Seager does a great job of providing a thorough and detailed history while managing to stay accessible to readers who may be new to the topic. His goal is to show and explain how Buddhism has been Americanized since its arrival, and how it is now its own entity, different from the Buddhist sects around the world. He has example after example to support his statements; when talking about the "flower power" 60s, he quotes several different people and gives specific details about times and places such as "Storlie recalls finding himself at Sokoji for the first time in 1964, after an LSD trip on Mount Tamalpais" (Seager 99). There is no room for generalizations in his work, and this book represents a wealth of knowledge that could probably not be equaled in five other books on the subject.

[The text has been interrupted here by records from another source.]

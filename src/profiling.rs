//! Logging setup, with optional Chrome tracing via `tracing-chrome`.
//!
//! When the `profiling` feature is enabled, [`init`] adds a Chrome trace
//! layer that writes to `trace.json` in the current directory. Open the
//! resulting file in `chrome://tracing` or [Perfetto](https://ui.perfetto.dev).
//! The extract and encode paths carry spans only in that build.

use tracing_subscriber::EnvFilter;

/// Guard that flushes the trace file on drop.
///
/// Hold this in `main()`; the trace is written when the guard is dropped.
#[cfg(feature = "profiling")]
pub struct ProfilingGuard {
    _guard: tracing_chrome::FlushGuard,
}

/// Zero-size guard when profiling is disabled.
#[cfg(not(feature = "profiling"))]
pub struct ProfilingGuard;

/// `RUST_LOG` if set, `default_level` otherwise.
pub fn env_filter(default_level: &str) -> EnvFilter {
    EnvFilter::try_from_default_env().unwrap_or_else(|_| EnvFilter::new(default_level))
}

/// Install the global subscriber: formatted logs filtered by `RUST_LOG`
/// (default `info`), plus the Chrome layer when `profiling` is active.
///
/// Returns `Some(guard)` only in profiling builds; the caller must hold it
/// until the end of the program.
///
/// ```rust,ignore
/// let _guard = hubert_frontend::profiling::init();
/// // ... run workload ...
/// ```
pub fn init() -> Option<ProfilingGuard> {
    use tracing_subscriber::layer::SubscriberExt;
    use tracing_subscriber::util::SubscriberInitExt;

    let fmt_layer = tracing_subscriber::fmt::layer().with_writer(std::io::stderr);

    #[cfg(feature = "profiling")]
    {
        use tracing_chrome::ChromeLayerBuilder;

        let (chrome_layer, guard) = ChromeLayerBuilder::new()
            .file("trace.json")
            .include_args(true)
            .build();

        tracing_subscriber::registry()
            .with(env_filter("info"))
            .with(fmt_layer)
            .with(chrome_layer)
            .init();

        tracing::info!("Profiling enabled, trace will be written to trace.json");
        Some(ProfilingGuard { _guard: guard })
    }

    #[cfg(not(feature = "profiling"))]
    {
        tracing_subscriber::registry()
            .with(env_filter("info"))
            .with(fmt_layer)
            .init();
        None
    }
}

//! Extractor selection and construction parameters.
//!
//! An [`ExtractorConfig`] names a registry key together with that
//! extractor's parameters. In JSON the key goes in a `"type"` field:
//!
//! ```json
//! { "type": "EnsembleHubert", "downsample": 2 }
//! ```

use serde::{Deserialize, Serialize};
use std::path::{Path, PathBuf};

use crate::{Error, Result};

/// HuBERT base checkpoint shared by the soft and plain extractors
pub const CHINESE_HUBERT_BASE: &str = "TencentGameMate/chinese-hubert-base";
pub const CHINESE_HUBERT_LARGE: &str = "TencentGameMate/chinese-hubert-large";
pub const HUBERT_LARGE_LL60K: &str = "facebook/hubert-large-ll60k";

/// Released soft-unit checkpoint (HuBERT base + 256-channel projection)
pub const SOFT_CHECKPOINT_URL: &str =
    "https://github.com/fishaudio/chinese-hubert-soft/releases/download/v1/chinese-hubert-soft-v1.ckpt";

/// Parameters of the gated soft-unit extractor.
#[derive(Debug, Clone, PartialEq, Serialize, Deserialize)]
#[serde(default)]
pub struct ChineseHubertSoftOptions {
    /// Download the released soft checkpoint
    pub pretrained: bool,
    /// Local checkpoint; takes precedence over `pretrained`
    pub checkpoint_path: Option<PathBuf>,
    /// Channels kept per frame by the top-k gate
    pub gate_size: usize,
}

impl Default for ChineseHubertSoftOptions {
    fn default() -> Self {
        Self {
            pretrained: true,
            checkpoint_path: None,
            gate_size: 10,
        }
    }
}

/// Parameters of the single-model extractor.
#[derive(Debug, Clone, PartialEq, Serialize, Deserialize)]
#[serde(default)]
pub struct ChineseHubertOptions {
    /// Hub model id or local model directory
    pub model: String,
    pub downsample: Option<usize>,
}

impl Default for ChineseHubertOptions {
    fn default() -> Self {
        Self {
            model: CHINESE_HUBERT_BASE.to_string(),
            downsample: None,
        }
    }
}

/// Parameters of the multi-model extractor.
#[derive(Debug, Clone, PartialEq, Serialize, Deserialize)]
#[serde(default)]
pub struct EnsembleHubertOptions {
    /// Hub model ids or local directories; order fixes the channel layout
    pub models: Vec<String>,
    pub downsample: Option<usize>,
}

impl Default for EnsembleHubertOptions {
    fn default() -> Self {
        Self {
            models: vec![
                CHINESE_HUBERT_LARGE.to_string(),
                HUBERT_LARGE_LL60K.to_string(),
            ],
            downsample: None,
        }
    }
}

/// Which extractor to build, and how.
#[derive(Debug, Clone, PartialEq, Serialize, Deserialize)]
#[serde(tag = "type")]
pub enum ExtractorConfig {
    ChineseHubertSoft(ChineseHubertSoftOptions),
    ChineseHubert(ChineseHubertOptions),
    EnsembleHubert(EnsembleHubertOptions),
}

impl ExtractorConfig {
    /// Registry key this config selects
    pub fn key(&self) -> &'static str {
        match self {
            ExtractorConfig::ChineseHubertSoft(_) => "ChineseHubertSoft",
            ExtractorConfig::ChineseHubert(_) => "ChineseHubert",
            ExtractorConfig::EnsembleHubert(_) => "EnsembleHubert",
        }
    }

    /// Default parameters for a registry key, `None` if the key is unknown.
    pub fn default_for(key: &str) -> Option<Self> {
        match key {
            "ChineseHubertSoft" => Some(Self::ChineseHubertSoft(Default::default())),
            "ChineseHubert" => Some(Self::ChineseHubert(Default::default())),
            "EnsembleHubert" => Some(Self::EnsembleHubert(Default::default())),
            _ => None,
        }
    }

    pub fn from_json(json: &str) -> Result<Self> {
        serde_json::from_str(json).map_err(|e| Error::Config(format!("invalid extractor config: {e}")))
    }

    pub fn from_file<P: AsRef<Path>>(path: P) -> Result<Self> {
        let path = path.as_ref();
        let content = std::fs::read_to_string(path)?;
        Self::from_json(&content)
    }

    /// Replace the downsample factor, where the extractor has one.
    pub fn with_downsample(mut self, factor: Option<usize>) -> Result<Self> {
        match &mut self {
            ExtractorConfig::ChineseHubert(opts) => opts.downsample = factor,
            ExtractorConfig::EnsembleHubert(opts) => opts.downsample = factor,
            ExtractorConfig::ChineseHubertSoft(_) if factor.is_some() => {
                return Err(Error::Config(
                    "ChineseHubertSoft does not take a downsample factor".into(),
                ))
            }
            ExtractorConfig::ChineseHubertSoft(_) => {}
        }
        Ok(self)
    }
}

#[cfg(test)]
mod tests {
    use super::*;

    #[test]
    fn test_defaults() {
        let soft = ChineseHubertSoftOptions::default();
        assert!(soft.pretrained);
        assert_eq!(soft.gate_size, 10);

        let plain = ChineseHubertOptions::default();
        assert_eq!(plain.model, CHINESE_HUBERT_BASE);
        assert!(plain.downsample.is_none());

        let ensemble = EnsembleHubertOptions::default();
        assert_eq!(ensemble.models, vec![CHINESE_HUBERT_LARGE, HUBERT_LARGE_LL60K]);
    }

    #[test]
    fn test_parse_tagged() {
        let cfg = ExtractorConfig::from_json(r#"{"type": "EnsembleHubert", "downsample": 2}"#).unwrap();
        match &cfg {
            ExtractorConfig::EnsembleHubert(opts) => {
                assert_eq!(opts.downsample, Some(2));
                assert_eq!(opts.models.len(), 2);
            }
            other => panic!("unexpected config {other:?}"),
        }
        assert_eq!(cfg.key(), "EnsembleHubert");
    }

    #[test]
    fn test_parse_soft_with_checkpoint() {
        let cfg = ExtractorConfig::from_json(
            r#"{"type": "ChineseHubertSoft", "pretrained": false, "checkpoint_path": "soft.ckpt", "gate_size": 4}"#,
        )
        .unwrap();
        assert_eq!(
            cfg,
            ExtractorConfig::ChineseHubertSoft(ChineseHubertSoftOptions {
                pretrained: false,
                checkpoint_path: Some(PathBuf::from("soft.ckpt")),
                gate_size: 4,
            })
        );
    }

    #[test]
    fn test_unknown_type_is_config_error() {
        assert!(matches!(
            ExtractorConfig::from_json(r#"{"type": "ContentVec"}"#),
            Err(Error::Config(_))
        ));
    }

    #[test]
    fn test_default_for_keys() {
        for key in ["ChineseHubertSoft", "ChineseHubert", "EnsembleHubert"] {
            assert_eq!(ExtractorConfig::default_for(key).unwrap().key(), key);
        }
        assert!(ExtractorConfig::default_for("Whisper").is_none());
    }

    #[test]
    fn test_with_downsample() {
        let cfg = ExtractorConfig::default_for("ChineseHubert")
            .unwrap()
            .with_downsample(Some(3))
            .unwrap();
        assert_eq!(
            cfg,
            ExtractorConfig::ChineseHubert(ChineseHubertOptions {
                downsample: Some(3),
                ..Default::default()
            })
        );
        assert!(ExtractorConfig::default_for("ChineseHubertSoft")
            .unwrap()
            .with_downsample(Some(2))
            .is_err());
    }

    #[test]
    fn test_from_file() {
        let dir = tempfile::tempdir().unwrap();
        let path = dir.path().join("extractor.json");
        std::fs::write(&path, r#"{"type": "ChineseHubert", "model": "local/dir"}"#).unwrap();
        let cfg = ExtractorConfig::from_file(&path).unwrap();
        assert_eq!(
            cfg,
            ExtractorConfig::ChineseHubert(ChineseHubertOptions {
                model: "local/dir".into(),
                downsample: None,
            })
        );
    }
}
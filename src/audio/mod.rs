//! Audio front-end shared by every extractor
//!
//! This module provides:
//! - WAV decoding to mono
//! - Resampling to the 16 kHz encoder rate
//! - [`preprocess`], the decode + resample step run before every encoder call
//! - [`WaveformNormalizer`], the per-model input normalization

mod io;
mod preprocess;
pub mod resample;

pub use io::{load_wav, save_wav, AudioBuffer};
pub use preprocess::{preprocess, AudioInput, WaveformNormalizer};
pub use resample::{resample, resample_to_16k};

/// Sample rate every HuBERT checkpoint is trained on
pub const SAMPLE_RATE: u32 = 16000;
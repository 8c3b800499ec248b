//! Pretrained speech encoders
//!
//! This module contains:
//! - `encoder`: The [`Encoder`] trait every extractor talks to
//! - `hubert`: Candle implementation of the HuBERT encoder
//! - `config`: `config.json` / `preprocessor_config.json` parsing

pub mod config;
pub mod encoder;
pub mod hubert;

pub use config::{FeatExtractNorm, HubertConfig, PreprocessorConfig};
pub use encoder::Encoder;
pub use hubert::HubertModel;

use candle_nn::VarBuilder;
use std::path::Path;

use crate::{Error, ExecutionContext, Result};

/// Open a weight file as a [`VarBuilder`] on the context's device.
///
/// `.safetensors` files are memory-mapped; anything else (`.bin`, `.ckpt`,
/// `.pt`, `.pth`) is read as a PyTorch pickle.
pub fn load_weights(path: &Path, ctx: &ExecutionContext) -> Result<VarBuilder<'static>> {
    if !path.exists() {
        return Err(Error::WeightLoad(format!(
            "weight file not found: {}",
            path.display()
        )));
    }

    let is_safetensors = path
        .extension()
        .is_some_and(|ext| ext.eq_ignore_ascii_case("safetensors"));

    tracing::info!("Loading weights from {}", path.display());
    let vb = if is_safetensors {
        // SAFETY: the file is not modified while the mapping is alive.
        unsafe { VarBuilder::from_mmaped_safetensors(&[path], ctx.dtype, &ctx.device) }
    } else {
        VarBuilder::from_pth(path, ctx.dtype, &ctx.device)
    };
    vb.map_err(|e| Error::WeightLoad(format!("{}: {e}", path.display())))
}

#[cfg(test)]
mod tests {
    use super::*;

    #[test]
    fn test_missing_weights_file() {
        let ctx = ExecutionContext::cpu();
        match load_weights(Path::new("/nonexistent/model.safetensors"), &ctx) {
            Err(Error::WeightLoad(msg)) => assert!(msg.contains("not found")),
            Err(other) => panic!("unexpected error: {other}"),
            Ok(_) => panic!("expected an error"),
        }
    }
}
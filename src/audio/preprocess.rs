//! Decode + resample step run before every encoder call, and the
//! per-model waveform normalization.

use candle_core::{Device, Tensor};
use std::path::Path;

use super::{load_wav, resample_to_16k, AudioBuffer, SAMPLE_RATE};
use crate::models::config::PreprocessorConfig;
use crate::{Error, Result};

/// Variance floor used by the wav2vec2-style input normalization.
const NORMALIZE_EPS: f64 = 1e-7;

/// Audio handed to an extractor.
#[derive(Debug, Clone, Copy)]
pub enum AudioInput<'a> {
    /// WAV file on disk, decoded at its native rate.
    Path(&'a Path),
    /// Mono samples already in memory.
    Samples {
        samples: &'a [f32],
        sample_rate: u32,
    },
    /// Decoded buffer.
    Buffer(&'a AudioBuffer),
    /// Waveform tensor, `[samples]` or `[channels, samples]`.
    Tensor {
        waveform: &'a Tensor,
        sample_rate: u32,
    },
}

impl<'a> From<&'a Path> for AudioInput<'a> {
    fn from(path: &'a Path) -> Self {
        AudioInput::Path(path)
    }
}

impl<'a> From<&'a AudioBuffer> for AudioInput<'a> {
    fn from(buffer: &'a AudioBuffer) -> Self {
        AudioInput::Buffer(buffer)
    }
}

/// Decode `input` to mono and resample it to 16 kHz.
pub fn preprocess(input: AudioInput<'_>) -> Result<AudioBuffer> {
    let audio = match input {
        AudioInput::Path(path) => load_wav(path)?,
        AudioInput::Samples {
            samples,
            sample_rate,
        } => AudioBuffer::new(samples.to_vec(), sample_rate),
        AudioInput::Buffer(buffer) => buffer.clone(),
        AudioInput::Tensor {
            waveform,
            sample_rate,
        } => AudioBuffer::from_tensor(waveform, sample_rate)?,
    };

    if audio.sample_rate == SAMPLE_RATE {
        return Ok(audio);
    }
    resample_to_16k(&audio)
}

/// Turns a 16 kHz waveform into the `[1, N]` input tensor an encoder expects.
///
/// With `do_normalize` set, samples are shifted to zero mean and scaled to unit
/// variance (`(x - mean) / sqrt(var + 1e-7)`), matching the wav2vec2 feature
/// extractor most HuBERT checkpoints ship with.
#[derive(Debug, Clone, Copy)]
pub struct WaveformNormalizer {
    do_normalize: bool,
}

impl WaveformNormalizer {
    pub fn new(do_normalize: bool) -> Self {
        Self { do_normalize }
    }

    pub fn from_config(config: &PreprocessorConfig) -> Result<Self> {
        if config.sampling_rate != SAMPLE_RATE {
            return Err(Error::Config(format!(
                "preprocessor expects {} Hz input, only {} Hz is supported",
                config.sampling_rate, SAMPLE_RATE
            )));
        }
        Ok(Self::new(config.do_normalize))
    }

    pub fn do_normalize(&self) -> bool {
        self.do_normalize
    }

    /// Normalized samples, without building a tensor.
    pub fn normalize(&self, samples: &[f32]) -> Vec<f32> {
        if !self.do_normalize || samples.is_empty() {
            return samples.to_vec();
        }
        // Accumulate in f64; f32 sums drift by several percent on long clips.
        let n = samples.len() as f64;
        let mean = samples.iter().map(|&s| s as f64).sum::<f64>() / n;
        let var = samples
            .iter()
            .map(|&s| {
                let d = s as f64 - mean;
                d * d
            })
            .sum::<f64>()
            / n;
        let inv_std = 1.0 / (var + NORMALIZE_EPS).sqrt();
        samples
            .iter()
            .map(|&s| ((s as f64 - mean) * inv_std) as f32)
            .collect()
    }

    /// `[1, N]` f32 tensor on `device`.
    pub fn input_values(&self, audio: &AudioBuffer, device: &Device) -> Result<Tensor> {
        if audio.sample_rate != SAMPLE_RATE {
            return Err(Error::Audio(format!(
                "encoder input must be {SAMPLE_RATE} Hz, got {} Hz",
                audio.sample_rate
            )));
        }
        let values = self.normalize(&audio.samples);
        let len = values.len();
        Ok(Tensor::from_vec(values, (1, len), device)?)
    }
}

impl Default for WaveformNormalizer {
    fn default() -> Self {
        Self::new(true)
    }
}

The only problem with this book is that he spends so much time detailing events and the lives of the people involved in them, that he neglects to really discuss the practices and thoughts driving the Americanization. There are points where the reader is so caught up in keeping track of people, places, and events that when he makes a statement such as, "Some Buddhists are also concerned that Americanization will lead to a decline in the dharma if the aspiration to realize Buddha mind becomes overidentified with psychotherapy, or if practice becomes too accomodating to the economic and emotional needs of the American" (Seager 112), that the reader is too surprised to really pay attention to the point of the statement. These few ideological statements are usually posited at the very end of chapters, probably because he feels he needs to say something conclusive before moving on to the next sections. These would be much more interesting if he actually gave them attention in the bulk of the text, instead of as afterthoughts related to the history. The reader reaches the end of the work having gained a multitude of knowledge regarding specific information about Buddhist American history, but having no knowledge of the ideas and actual practices that were at the heart of Buddhist Americanization.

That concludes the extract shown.